## [TASK DESCRIPTION]
Up to and including the line with "used when binding.", output the records exactly as they appear.

## [EXERCISE DATA]

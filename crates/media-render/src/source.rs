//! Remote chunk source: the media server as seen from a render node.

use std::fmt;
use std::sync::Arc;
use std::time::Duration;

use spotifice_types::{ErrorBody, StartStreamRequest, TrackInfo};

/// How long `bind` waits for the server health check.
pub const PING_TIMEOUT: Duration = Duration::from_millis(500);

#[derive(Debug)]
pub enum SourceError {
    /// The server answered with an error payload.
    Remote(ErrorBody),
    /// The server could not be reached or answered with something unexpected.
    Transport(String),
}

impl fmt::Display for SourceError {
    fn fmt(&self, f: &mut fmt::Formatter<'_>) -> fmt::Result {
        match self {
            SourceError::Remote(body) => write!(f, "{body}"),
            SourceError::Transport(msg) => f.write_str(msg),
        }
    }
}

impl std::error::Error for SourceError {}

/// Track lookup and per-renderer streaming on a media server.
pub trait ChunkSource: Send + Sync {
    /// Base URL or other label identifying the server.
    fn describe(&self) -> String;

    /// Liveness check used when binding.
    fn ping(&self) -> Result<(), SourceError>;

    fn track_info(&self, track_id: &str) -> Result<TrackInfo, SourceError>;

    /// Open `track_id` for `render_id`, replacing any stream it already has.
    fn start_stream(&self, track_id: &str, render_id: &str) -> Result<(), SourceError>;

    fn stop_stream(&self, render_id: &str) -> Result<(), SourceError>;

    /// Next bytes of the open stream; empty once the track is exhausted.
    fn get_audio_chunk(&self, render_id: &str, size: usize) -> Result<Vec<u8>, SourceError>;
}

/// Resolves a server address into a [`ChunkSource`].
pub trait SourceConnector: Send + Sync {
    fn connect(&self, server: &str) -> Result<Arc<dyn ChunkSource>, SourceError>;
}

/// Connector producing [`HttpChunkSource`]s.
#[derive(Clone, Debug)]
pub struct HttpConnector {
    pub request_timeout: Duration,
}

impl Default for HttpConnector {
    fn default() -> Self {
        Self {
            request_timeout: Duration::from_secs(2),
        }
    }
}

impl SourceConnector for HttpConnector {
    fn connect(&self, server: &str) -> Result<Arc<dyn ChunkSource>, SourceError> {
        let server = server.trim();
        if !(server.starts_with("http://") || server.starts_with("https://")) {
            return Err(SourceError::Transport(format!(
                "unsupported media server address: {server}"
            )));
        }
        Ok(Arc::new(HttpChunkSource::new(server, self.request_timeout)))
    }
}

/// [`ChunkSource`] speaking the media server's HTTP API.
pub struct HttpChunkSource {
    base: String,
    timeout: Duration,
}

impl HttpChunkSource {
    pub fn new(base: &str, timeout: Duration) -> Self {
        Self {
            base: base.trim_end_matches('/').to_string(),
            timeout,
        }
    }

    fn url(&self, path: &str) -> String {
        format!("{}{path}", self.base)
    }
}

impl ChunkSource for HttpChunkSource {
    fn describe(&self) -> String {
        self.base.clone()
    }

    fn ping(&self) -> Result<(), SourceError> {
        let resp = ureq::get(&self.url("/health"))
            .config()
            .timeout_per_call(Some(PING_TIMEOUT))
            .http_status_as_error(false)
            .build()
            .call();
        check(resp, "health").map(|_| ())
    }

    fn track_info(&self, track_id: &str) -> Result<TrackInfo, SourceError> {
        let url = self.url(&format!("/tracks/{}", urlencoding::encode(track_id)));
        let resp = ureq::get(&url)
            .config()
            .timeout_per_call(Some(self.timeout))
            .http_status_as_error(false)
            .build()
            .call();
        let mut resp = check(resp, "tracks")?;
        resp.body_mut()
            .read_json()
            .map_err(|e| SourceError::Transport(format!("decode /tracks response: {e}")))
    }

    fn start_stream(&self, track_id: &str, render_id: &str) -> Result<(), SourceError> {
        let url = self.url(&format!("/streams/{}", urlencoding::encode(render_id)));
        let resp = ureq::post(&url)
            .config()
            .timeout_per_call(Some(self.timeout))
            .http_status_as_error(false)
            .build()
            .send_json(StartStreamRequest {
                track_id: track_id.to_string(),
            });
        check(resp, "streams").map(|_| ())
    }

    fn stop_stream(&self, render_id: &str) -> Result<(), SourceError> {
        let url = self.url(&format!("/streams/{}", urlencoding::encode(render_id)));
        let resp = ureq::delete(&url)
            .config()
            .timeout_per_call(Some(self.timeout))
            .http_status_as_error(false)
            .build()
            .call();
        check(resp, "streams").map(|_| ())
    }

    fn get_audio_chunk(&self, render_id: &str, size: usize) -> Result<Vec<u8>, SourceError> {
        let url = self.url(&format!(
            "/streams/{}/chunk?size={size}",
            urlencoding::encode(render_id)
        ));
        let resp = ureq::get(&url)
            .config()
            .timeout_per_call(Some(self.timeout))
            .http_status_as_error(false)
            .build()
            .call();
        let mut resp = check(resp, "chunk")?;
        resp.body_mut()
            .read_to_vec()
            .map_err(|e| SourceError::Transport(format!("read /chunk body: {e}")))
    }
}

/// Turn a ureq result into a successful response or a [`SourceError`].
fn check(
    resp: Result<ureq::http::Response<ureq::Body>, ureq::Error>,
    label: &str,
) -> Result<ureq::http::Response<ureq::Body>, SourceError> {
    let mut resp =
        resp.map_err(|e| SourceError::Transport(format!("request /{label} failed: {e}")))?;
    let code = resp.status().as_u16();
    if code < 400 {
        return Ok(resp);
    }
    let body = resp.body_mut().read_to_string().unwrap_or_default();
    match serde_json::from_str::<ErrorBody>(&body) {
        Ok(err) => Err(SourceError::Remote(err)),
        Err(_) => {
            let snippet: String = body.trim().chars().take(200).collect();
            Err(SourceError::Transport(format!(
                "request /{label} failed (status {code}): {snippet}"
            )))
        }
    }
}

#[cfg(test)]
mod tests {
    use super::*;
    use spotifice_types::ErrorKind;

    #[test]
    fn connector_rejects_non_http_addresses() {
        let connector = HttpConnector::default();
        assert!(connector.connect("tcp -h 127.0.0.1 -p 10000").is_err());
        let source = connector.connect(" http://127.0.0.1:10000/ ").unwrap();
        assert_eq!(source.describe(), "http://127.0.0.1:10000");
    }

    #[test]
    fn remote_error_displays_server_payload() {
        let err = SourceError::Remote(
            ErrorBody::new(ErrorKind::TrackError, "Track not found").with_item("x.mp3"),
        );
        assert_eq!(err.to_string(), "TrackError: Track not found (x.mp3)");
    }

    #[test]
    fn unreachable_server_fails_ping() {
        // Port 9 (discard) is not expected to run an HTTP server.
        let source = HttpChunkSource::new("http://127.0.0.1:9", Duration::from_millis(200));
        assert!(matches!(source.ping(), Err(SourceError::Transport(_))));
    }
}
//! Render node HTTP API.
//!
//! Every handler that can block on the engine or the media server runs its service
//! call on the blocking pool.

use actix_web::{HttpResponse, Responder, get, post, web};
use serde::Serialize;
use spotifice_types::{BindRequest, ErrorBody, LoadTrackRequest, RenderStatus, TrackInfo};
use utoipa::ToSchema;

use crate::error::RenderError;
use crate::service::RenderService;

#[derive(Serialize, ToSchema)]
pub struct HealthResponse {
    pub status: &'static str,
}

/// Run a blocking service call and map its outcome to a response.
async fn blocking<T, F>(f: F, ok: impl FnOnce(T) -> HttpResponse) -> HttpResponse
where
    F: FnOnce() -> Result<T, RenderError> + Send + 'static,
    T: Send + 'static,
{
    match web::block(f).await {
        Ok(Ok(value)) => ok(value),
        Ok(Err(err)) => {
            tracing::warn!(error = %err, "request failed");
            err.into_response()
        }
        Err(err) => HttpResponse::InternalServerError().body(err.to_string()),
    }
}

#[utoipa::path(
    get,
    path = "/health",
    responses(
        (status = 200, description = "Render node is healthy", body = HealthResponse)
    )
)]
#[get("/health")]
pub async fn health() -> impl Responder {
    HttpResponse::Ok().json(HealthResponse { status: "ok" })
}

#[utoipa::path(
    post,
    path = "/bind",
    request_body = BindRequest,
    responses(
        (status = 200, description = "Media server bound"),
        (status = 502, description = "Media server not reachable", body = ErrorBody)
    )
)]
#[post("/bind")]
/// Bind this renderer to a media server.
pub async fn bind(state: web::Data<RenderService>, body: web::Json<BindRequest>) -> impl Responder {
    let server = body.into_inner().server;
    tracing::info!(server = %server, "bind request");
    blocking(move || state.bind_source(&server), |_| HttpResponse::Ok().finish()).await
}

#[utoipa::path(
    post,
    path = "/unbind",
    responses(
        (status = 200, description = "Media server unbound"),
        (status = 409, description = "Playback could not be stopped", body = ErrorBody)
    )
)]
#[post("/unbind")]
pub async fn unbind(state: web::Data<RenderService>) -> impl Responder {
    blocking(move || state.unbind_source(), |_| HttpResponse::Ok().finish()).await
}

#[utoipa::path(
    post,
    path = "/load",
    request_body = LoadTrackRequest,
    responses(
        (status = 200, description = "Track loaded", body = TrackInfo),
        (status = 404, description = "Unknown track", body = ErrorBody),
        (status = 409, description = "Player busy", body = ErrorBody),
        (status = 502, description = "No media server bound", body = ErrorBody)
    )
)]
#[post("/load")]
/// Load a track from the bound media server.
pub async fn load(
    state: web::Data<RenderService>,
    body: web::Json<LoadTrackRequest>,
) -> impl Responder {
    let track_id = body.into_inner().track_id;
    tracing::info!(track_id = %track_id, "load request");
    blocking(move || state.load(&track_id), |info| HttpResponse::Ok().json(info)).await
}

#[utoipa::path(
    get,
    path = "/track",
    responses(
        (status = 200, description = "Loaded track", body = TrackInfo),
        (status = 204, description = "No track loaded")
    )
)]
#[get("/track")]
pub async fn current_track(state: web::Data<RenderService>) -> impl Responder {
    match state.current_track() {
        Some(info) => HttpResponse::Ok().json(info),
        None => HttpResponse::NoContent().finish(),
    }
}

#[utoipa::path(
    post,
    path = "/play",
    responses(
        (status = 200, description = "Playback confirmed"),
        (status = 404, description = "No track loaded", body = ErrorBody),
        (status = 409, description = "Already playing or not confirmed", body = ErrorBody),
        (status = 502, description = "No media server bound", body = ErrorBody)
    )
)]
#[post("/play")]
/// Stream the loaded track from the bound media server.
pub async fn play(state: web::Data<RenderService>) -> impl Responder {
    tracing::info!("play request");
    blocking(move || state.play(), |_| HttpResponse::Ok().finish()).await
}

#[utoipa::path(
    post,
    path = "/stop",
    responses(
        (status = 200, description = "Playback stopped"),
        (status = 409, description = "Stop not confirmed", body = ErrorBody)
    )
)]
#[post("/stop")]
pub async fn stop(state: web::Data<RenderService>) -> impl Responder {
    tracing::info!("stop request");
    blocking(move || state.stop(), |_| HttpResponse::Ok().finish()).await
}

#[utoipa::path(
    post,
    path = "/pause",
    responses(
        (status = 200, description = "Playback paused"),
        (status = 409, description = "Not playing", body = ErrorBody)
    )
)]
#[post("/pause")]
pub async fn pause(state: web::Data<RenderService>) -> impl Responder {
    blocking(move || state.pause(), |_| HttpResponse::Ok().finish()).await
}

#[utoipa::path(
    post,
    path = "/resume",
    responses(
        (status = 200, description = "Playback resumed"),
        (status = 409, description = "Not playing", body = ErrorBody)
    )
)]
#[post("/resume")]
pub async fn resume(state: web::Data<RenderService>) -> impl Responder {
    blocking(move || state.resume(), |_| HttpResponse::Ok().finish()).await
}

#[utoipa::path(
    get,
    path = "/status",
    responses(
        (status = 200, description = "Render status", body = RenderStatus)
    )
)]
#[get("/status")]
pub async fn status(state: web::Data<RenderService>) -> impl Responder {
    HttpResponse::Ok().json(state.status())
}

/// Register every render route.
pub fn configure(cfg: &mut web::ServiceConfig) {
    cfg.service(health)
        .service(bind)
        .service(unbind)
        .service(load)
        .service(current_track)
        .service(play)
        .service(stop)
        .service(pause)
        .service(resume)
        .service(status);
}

## [TASK ANSWER]
filename crates/media-render/src/source.rs
//! Remote chunk source: the media server as seen from a render node.

use std::fmt;
use std::sync::Arc;
use std::time::Duration;

use spotifice_types::{ErrorBody, StartStreamRequest, TrackInfo};

/// How long `bind` waits for the server health check.
pub const PING_TIMEOUT: Duration = Duration::from_millis(500);

#[derive(Debug)]
pub enum SourceError {
    /// The server answered with an error payload.
    Remote(ErrorBody),
    /// The server could not be reached or answered with something unexpected.
    Transport(String),
}

impl fmt::Display for SourceError {
    fn fmt(&self, f: &mut fmt::Formatter<'_>) -> fmt::Result {
        match self {
            SourceError::Remote(body) => write!(f, "{body}"),
            SourceError::Transport(msg) => f.write_str(msg),
        }
    }
}

impl std::error::Error for SourceError {}

/// Track lookup and per-renderer streaming on a media server.
pub trait ChunkSource: Send + Sync {
    /// Base URL or other label identifying the server.
    fn describe(&self) -> String;

    /// Liveness check used when binding.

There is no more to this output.